Sometimes to get what you want, all you have to do is ask. That’s what the organizations managing electricity grids across the country (and outside of it, but we’ll get to that) learned this week as plunging temperatures led to record-high electricity usage while lights (and heaters) stayed on.
One can get an eyeball sense of the effect these voluntary conservation notices have by looking at the difference between expected electricity demand versus what actually was needed this week. While some of this could just be normal forecasting errors, recent history suggests that big divergences during peak demand hours are likely the result of requests to use less power.
In contrast to past cold snaps such as Winter Storm Uri in 2021 and Winter Storm Elliott in 2022, utilities did not need to do any mass “load shedding” — i.e. rolling blackouts — in order to handle the high demand. During Uri, much of the Texas electricity system essentially failed for several days, leading to hundred of deaths, while during Elliott, the Tennessee Valley Authority instituted rolling blackouts for the first time ever as hundreds of thousands of Duke Energy customers in the Carolinas lost power.
This time around, TVA requested customers conserve power from 6 a.m. to 10 a.m. on Wednesday morning, citing extremely low temperatures throughout the Tennessee Valley and the areas it serves.
TVA was right that the grid would be stressed — it would ultimately break its all time record for demand. And yet, that demand peaked on Wednesday morning at 8 a.m. at 34,376 megawatts, notably short of the forecast demand of 35,125 MW, according to Energy Information Administration data.
There was also a sizable gap between forecast demand and actual demand the evening prior, after the TVA put out a release requesting conservation the following morning, but before the actual conservation period began. The request was tweeted out a little after 5 p.m. Central time on Tuesday; by 8 p.m., there was a roughly 3,000 MW gap between forecast demand and actual demand.
Something similar happened earlier this week in Texas. This time, ERCOT, which runs the market for 90% of the state’s electricity consumption, issued requests to conserve for Monday and Tuesday mornings. At 9 a.m. Central time on Monday, ERCOT forecasted demand of 83,561 MW, while actual demand was 74,452 MW. And on Tuesday morning at 8 a.m., forecasted demand was 87,055 MW, while actual demand was 78,155 MW. ERCOT’s all-time demand record from last summer still stands, but it broke winter records this week.
And in the U.K., the national grid operator has turned this into a business, paying homes and businesses some $11.4 million so far this winter to conserve demand in peak moments, according to Bloomberg. The combined energy saving was enough to power six million homes for at least an hour, per the report.

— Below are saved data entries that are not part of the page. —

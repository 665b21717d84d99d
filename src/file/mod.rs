pub mod config;
pub mod voicing_data;

pub use config::{AppConfig, ConfigError, ConfigPlugin};
pub use voicing_data::{load_voicing_data, parse_voicing_data, DataError, IngestIssue, LoadedVoicingData};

Voluntary conservation calls, while often effective in the short term, are often an indication that something has probably gone wrong. In both Texas and the TVA territory, advocates have called for measures to make grids more resilient and to improve energy efficiency, especially during cold weather. This means everything from winterizing natural gas infrastructure to updating building codes to better insulating homes so that they require less heat during cold snaps.
There are also more structured ways to get customers to consume less electricity during peak demand times than putting out voluntary requests — so-called “demand response” includes systems of incentives and payments to use less electricity at peak times. But Texas does not, as yet, offer them at a meaningful scale to residential customers, just businesses.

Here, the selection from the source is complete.